The 6,355 genes that were sampled in all four oocyte samples were compared with the polar body samples as well as previously published microarray studies of oocytes. Comparing the natural log of the geometric mean of the TMM normalized counts of the oocyte samples (lane 1) and the polar body samples (lane 2); genes that are most abundant in the oocytes samples (dark blue) are more likely to be sampled in the polar body samples and are also found at similar expression levels. Select genes are shown on the left, including genes that have been shown to be highly expressed in oocytes (black text) (10) as well as genes significantly up-regulated in cumulus cells (green text) that were found (16).
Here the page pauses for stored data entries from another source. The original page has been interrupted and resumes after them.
//! Core graph data structures and types
//!
//! This module defines the building blocks for constructing executable
//! workflows: nodes, edges, and the [`Graph`] container that
//! [`StateGraph`](crate::StateGraph) builds and
//! [`CompiledGraph`](crate::CompiledGraph) executes.
//!
//! A graph consists of:
//!
//! - **Nodes**: named async state transformations (`S -> S`)
//! - **Edges**: one successor rule per node, either a fixed target or a
//!   condition function over the current state
//! - **Entry point**: where execution begins (defaults to [`START`])
//!
//! ```text
//! START ──▶ router ──┬──▶ fetch ──▶ merge ──▶ END
//!                    └──▶ merge
//! ```
//!
//! # Examples
//!
//! ```rust
//! use flowgraph_core::graph::{Graph, NodeSpec, START, END};
//! use std::sync::Arc;
//!
//! # #[derive(Clone)] struct MyState;
//! let mut graph: Graph<MyState> = Graph::new();
//!
//! graph.add_node(
//!     "process".to_string(),
//!     NodeSpec {
//!         name: "process".to_string(),
//!         executor: Arc::new(|state| Box::pin(async move { Ok(state) })),
//!     },
//! );
//!
//! graph.add_edge(START.to_string(), "process".to_string());
//! graph.add_edge("process".to_string(), END.to_string());
//!
//! assert!(graph.validate().is_ok());
//! ```

use std::collections::HashMap;
use std::sync::Arc;

use futures::future::BoxFuture;

use crate::error::BoxError;

/// Node identifier - unique name for each node in the graph.
pub type NodeId = String;

/// Special node identifier for the graph entry point.
///
/// `START` is a virtual node marking where execution begins. It never
/// executes any logic; the engine resolves its successor rule and moves on.
pub const START: &str = "__start__";

/// Special node identifier for graph termination.
///
/// Routing to `END` (directly, or through a conditional branch) halts the
/// run and hands the final state back to the caller.
pub const END: &str = "__end__";

/// Node executor function type.
///
/// An executor is an async function that consumes the current state and
/// returns the updated state. Executors are expected to absorb failures of
/// anything they call and surface them as data inside the state; an `Err`
/// here aborts the whole run.
pub type NodeExecutor<S> =
    Arc<dyn Fn(S) -> BoxFuture<'static, std::result::Result<S, BoxError>> + Send + Sync>;

/// Condition function type for conditional edges.
///
/// A router examines the current state and returns a *branch key*. The key
/// is looked up in the edge's declared branch map to find the successor
/// node; a key with no declared branch is a
/// [`Configuration`](crate::error::GraphError::Configuration) error.
pub type RouterFn<S> = Arc<dyn Fn(&S) -> String + Send + Sync>;

/// Node specification: a named executor.
pub struct NodeSpec<S> {
    /// Human-readable name, used for logging and trace entries.
    pub name: String,
    /// Async executor that transforms the state.
    pub executor: NodeExecutor<S>,
}

impl<S> Clone for NodeSpec<S> {
    fn clone(&self) -> Self {
        Self {
            name: self.name.clone(),
            executor: self.executor.clone(),
        }
    }
}

impl<S> std::fmt::Debug for NodeSpec<S> {
    fn fmt(&self, f: &mut std::fmt::Formatter<'_>) -> std::fmt::Result {
        f.debug_struct("NodeSpec")
            .field("name", &self.name)
            .field("executor", &"<function>")
            .finish()
    }
}

/// Successor rule for a node.
///
/// Every node has exactly one rule: an unconditional transition, or a
/// condition function with a closed map of legal branch targets.
pub enum Edge<S> {
    /// Unconditional edge to a specific node (or [`END`]).
    Direct(NodeId),

    /// Conditional edge with state-driven routing.
    Conditional {
        /// Condition function returning a branch key.
        router: RouterFn<S>,

        /// Map of branch keys to target nodes.
        ///
        /// Declares every successor the router may legally select; used for
        /// validation and for the runtime undeclared-branch check.
        branches: HashMap<String, NodeId>,
    },
}

impl<S> Clone for Edge<S> {
    fn clone(&self) -> Self {
        match self {
            Edge::Direct(to) => Edge::Direct(to.clone()),
            Edge::Conditional { router, branches } => Edge::Conditional {
                router: router.clone(),
                branches: branches.clone(),
            },
        }
    }
}

impl<S> std::fmt::Debug for Edge<S> {
    fn fmt(&self, f: &mut std::fmt::Formatter<'_>) -> std::fmt::Result {
        match self {
            Edge::Direct(node_id) => f.debug_tuple("Direct").field(node_id).finish(),
            Edge::Conditional { branches, .. } => f
                .debug_struct("Conditional")
                .field("router", &"<function>")
                .field("branches", branches)
                .finish(),
        }
    }
}

/// Static graph structure: nodes plus one successor rule per node.
///
/// Typically built through [`StateGraph`](crate::StateGraph) rather than
/// directly. The topology is fixed at definition time; nothing is added or
/// removed during a run.
pub struct Graph<S> {
    /// All nodes, keyed by their unique ids.
    pub nodes: HashMap<NodeId, NodeSpec<S>>,

    /// Successor rule per source node. [`START`] may also carry a rule.
    pub edges: HashMap<NodeId, Edge<S>>,

    /// Entry point node id where execution begins. Defaults to [`START`].
    pub entry: NodeId,
}

impl<S> Graph<S> {
    /// Create a new empty graph with the entry point set to [`START`].
    pub fn new() -> Self {
        Self {
            nodes: HashMap::new(),
            edges: HashMap::new(),
            entry: START.to_string(),
        }
    }

    /// Add a node to the graph.
    pub fn add_node(&mut self, id: NodeId, spec: NodeSpec<S>) {
        self.nodes.insert(id, spec);
    }

    /// Add a direct (unconditional) edge between two nodes.
    ///
    /// Replaces any successor rule already declared for `from`: a node has
    /// exactly one rule.
    pub fn add_edge(&mut self, from: NodeId, to: NodeId) {
        self.edges.insert(from, Edge::Direct(to));
    }

    /// Add a conditional edge with state-driven routing.
    ///
    /// `branches` declares every node the router may legally select; keys
    /// are whatever vocabulary the router speaks, values are node ids (or
    /// [`END`]).
    pub fn add_conditional_edge(
        &mut self,
        from: NodeId,
        router: RouterFn<S>,
        branches: HashMap<String, NodeId>,
    ) {
        self.edges.insert(from, Edge::Conditional { router, branches });
    }

    /// Set the entry point for graph execution.
    pub fn set_entry(&mut self, node: NodeId) {
        self.entry = node;
    }

    /// Look up the successor rule declared for `from`.
    pub fn successor(&self, from: &str) -> Option<&Edge<S>> {
        self.edges.get(from)
    }

    /// Validate the graph structure.
    ///
    /// Checks that the entry point exists, that every edge source and
    /// target exists (allowing [`START`] sources and [`END`] targets), that
    /// every conditional branch target exists, and that every node carries
    /// a successor rule so a run can always make progress.
    ///
    /// # Errors
    ///
    /// Returns a descriptive message naming the first offending node or
    /// edge.
    pub fn validate(&self) -> Result<(), String> {
        if !self.nodes.contains_key(&self.entry) && self.entry != START {
            return Err(format!("entry point '{}' does not exist", self.entry));
        }
        if self.entry == START && !self.edges.contains_key(START) {
            return Err("no edge out of the start point".to_string());
        }

        for (from, edge) in &self.edges {
            if !self.nodes.contains_key(from) && from != START {
                return Err(format!("edge source '{from}' does not exist"));
            }

            match edge {
                Edge::Direct(to) => {
                    if !self.nodes.contains_key(to) && to != END {
                        return Err(format!("edge target '{to}' does not exist"));
                    }
                }
                Edge::Conditional { branches, .. } => {
                    if branches.is_empty() {
                        return Err(format!("conditional edge from '{from}' declares no branches"));
                    }
                    for to in branches.values() {
                        if !self.nodes.contains_key(to) && to != END {
                            return Err(format!("branch target '{to}' does not exist"));
                        }
                    }
                }
            }
        }

        for id in self.nodes.keys() {
            if !self.edges.contains_key(id) {
                return Err(format!("node '{id}' has no successor rule"));
            }
        }

        Ok(())
    }
}

impl<S> Default for Graph<S> {
    fn default() -> Self {
        Self::new()
    }
}

impl<S> Clone for Graph<S> {
    fn clone(&self) -> Self {
        Self {
            nodes: self.nodes.clone(),
            edges: self.edges.clone(),
            entry: self.entry.clone(),
        }
    }
}

impl<S> std::fmt::Debug for Graph<S> {
    fn fmt(&self, f: &mut std::fmt::Formatter<'_>) -> std::fmt::Result {
        f.debug_struct("Graph")
            .field("nodes", &self.nodes.keys().collect::<Vec<_>>())
            .field("edges", &self.edges)
            .field("entry", &self.entry)
            .finish()
    }
}
//! Workflow nodes and condition functions
//!
//! Each node receives the full [`WorkflowState`], talks to at most one
//! collaborator, and returns the updated state. Collaborator failures are
//! caught here and degraded to deterministic fallbacks: a failure becomes
//! an entry in `state.errors` or `query_result.error`, never an error the
//! engine can observe.
//!
//! Condition functions are pure readers of the state; the branch keys they
//! return are declared in the graph wiring
//! ([`build_graph`](crate::graph::build_graph)).

use std::sync::Arc;

use crate::collab::{Collaborators, SynthesisRequest};
use crate::extract;
use crate::graph::{END_BRANCH, NL_TO_SQL, REPAIR, REPAIR_LIMIT, RETRIEVER, SYNTHESIZER, TOP_K};
use crate::heuristics::keyword_route;
use crate::state::{QueryResult, Route, WorkflowState};
use crate::validate::{self, ValidationInput};

/// Classify the question and set the route, exactly once.
///
/// Falls back to keyword routing when the classifier fails.
pub async fn router(collab: Arc<Collaborators>, mut state: WorkflowState) -> WorkflowState {
    let route = match collab.classifier.classify(&state.question).await {
        Ok(route) => route,
        Err(error) => {
            tracing::warn!(%error, "classifier failed, using keyword fallback");
            keyword_route(&state.question)
        }
    };
    tracing::debug!(?route, "question routed");
    state.route = Some(route);
    state
}

/// Retrieve the top-K relevant document chunks.
pub async fn retriever(collab: Arc<Collaborators>, mut state: WorkflowState) -> WorkflowState {
    match collab.ranker.retrieve(&state.question, TOP_K).await {
        Ok(docs) => {
            tracing::debug!(found = docs.len(), "documents retrieved");
            state.retrieved_docs = docs;
        }
        Err(error) => {
            tracing::warn!(%error, "retrieval failed");
            state.errors.push(format!("retrieval failed: {error}"));
        }
    }
    state
}

/// Extract constraints from the retrieved documents and the question.
pub async fn planner(_collab: Arc<Collaborators>, mut state: WorkflowState) -> WorkflowState {
    let found = extract::extract(&state.question, &state.retrieved_docs);
    state.constraints.merge(found);
    tracing::debug!(constraints = ?state.constraints.field_names(), "constraints extracted");
    state
}

/// Generate the data query; an empty query means none is required.
pub async fn nl_to_sql(collab: Arc<Collaborators>, mut state: WorkflowState) -> WorkflowState {
    let schema = match collab.executor.schema().await {
        Ok(schema) => schema,
        Err(error) => {
            tracing::warn!(%error, "schema unavailable");
            state.errors.push(format!("schema unavailable: {error}"));
            String::new()
        }
    };

    state.generated_query = match collab
        .generator
        .generate(&state.question, &schema, &state.constraints)
        .await
    {
        Ok(sql) => {
            if sql.is_empty() {
                tracing::debug!("no query required");
            } else {
                tracing::debug!(length = sql.len(), "query generated");
            }
            sql
        }
        Err(error) => {
            tracing::warn!(%error, "query generation failed");
            state.errors.push(format!("query generation failed: {error}"));
            String::new()
        }
    };
    state
}

/// Execute the generated query; skipped when none was generated.
pub async fn executor(collab: Arc<Collaborators>, mut state: WorkflowState) -> WorkflowState {
    if state.generated_query.is_empty() {
        tracing::debug!("no query to execute");
        state.query_result = QueryResult::default();
        return state;
    }

    let result = collab.executor.execute(&state.generated_query).await;
    match &result.error {
        Some(error) => {
            tracing::warn!(%error, "query execution failed");
            state.errors.push(format!("query error: {error}"));
        }
        None => tracing::debug!(rows = result.rows.len(), "query executed"),
    }
    state.query_result = result;
    state
}

/// Synthesize the final answer, confidence, explanation, and citations.
///
/// On failure the last known answer (possibly unset) is kept.
pub async fn synthesizer(collab: Arc<Collaborators>, mut state: WorkflowState) -> WorkflowState {
    let outcome = collab
        .synthesizer
        .synthesize(SynthesisRequest {
            question: &state.question,
            format_hint: state.format_hint,
            route: state.route,
            docs: &state.retrieved_docs,
            query_result: &state.query_result,
            constraints: &state.constraints,
            generated_query: &state.generated_query,
        })
        .await;

    match outcome {
        Ok(synthesis) => {
            tracing::debug!(confidence = synthesis.confidence, "answer synthesized");
            state.final_answer = synthesis.answer;
            state.confidence = synthesis.confidence;
            state.explanation = synthesis.explanation;
            state.citations = synthesis.citations;
        }
        Err(error) => {
            tracing::warn!(%error, "synthesis failed");
            state.errors.push(format!("synthesis failed: {error}"));
        }
    }
    state
}

/// Validate the answer: clear the accumulated errors, then store the
/// verdict's failure reasons.
pub async fn validator(_collab: Arc<Collaborators>, mut state: WorkflowState) -> WorkflowState {
    state.errors.clear();
    let failures = validate::check(&ValidationInput::from_state(&state));

    if state.citations.is_empty() {
        tracing::warn!("no citations support the answer");
    }
    if failures.is_empty() {
        tracing::debug!("answer is valid");
    } else {
        tracing::warn!(?failures, "validation failed");
    }

    state.errors = failures;
    state
}

/// Take one repair cycle: bump the counter, drop a failed query so it gets
/// regenerated, and clear the error list for the next attempt.
pub async fn repair(_collab: Arc<Collaborators>, mut state: WorkflowState) -> WorkflowState {
    state.repair_count += 1;
    tracing::info!(attempt = state.repair_count, "repair cycle");

    if state.query_result.error.is_some() {
        state.generated_query.clear();
    }
    state.errors.clear();
    state
}

/// After the router: document-backed routes go through retrieval, pure
/// data routes straight to query generation.
pub fn route_after_router(state: &WorkflowState) -> String {
    match state.route {
        Some(Route::Rag) | Some(Route::Hybrid) => RETRIEVER,
        Some(Route::Sql) | None => NL_TO_SQL,
    }
    .to_string()
}

/// After the planner: an outright document route needs no query, so it
/// skips to synthesis. (No query exists yet at this point; the combined
/// RAG-only decision applies downstream of generation.)
pub fn route_after_planner(state: &WorkflowState) -> String {
    match state.route {
        Some(Route::Rag) => SYNTHESIZER,
        _ => NL_TO_SQL,
    }
    .to_string()
}

/// After the validator: repair while errors remain and the ceiling has not
/// been reached; otherwise terminate with whatever was last computed.
pub fn should_repair(state: &WorkflowState) -> String {
    if !state.errors.is_empty() && state.repair_count < REPAIR_LIMIT {
        REPAIR.to_string()
    } else {
        END_BRANCH.to_string()
    }
}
There is a high variation between the individual polar bodies (lane 3), but genes expressed at a high level in oocytes are more likely to be detected in polar bodies (black) than not (white). There is a very strong correlation between genes that are significantly up-regulated (lane 4) or detected (lane 5) in oocytes with microarray studies and the genes that were most abundant in oocytes and polar bodies in this study. The inverse correlation is found with genes that were significantly up-regulated in the reference compared with this data set.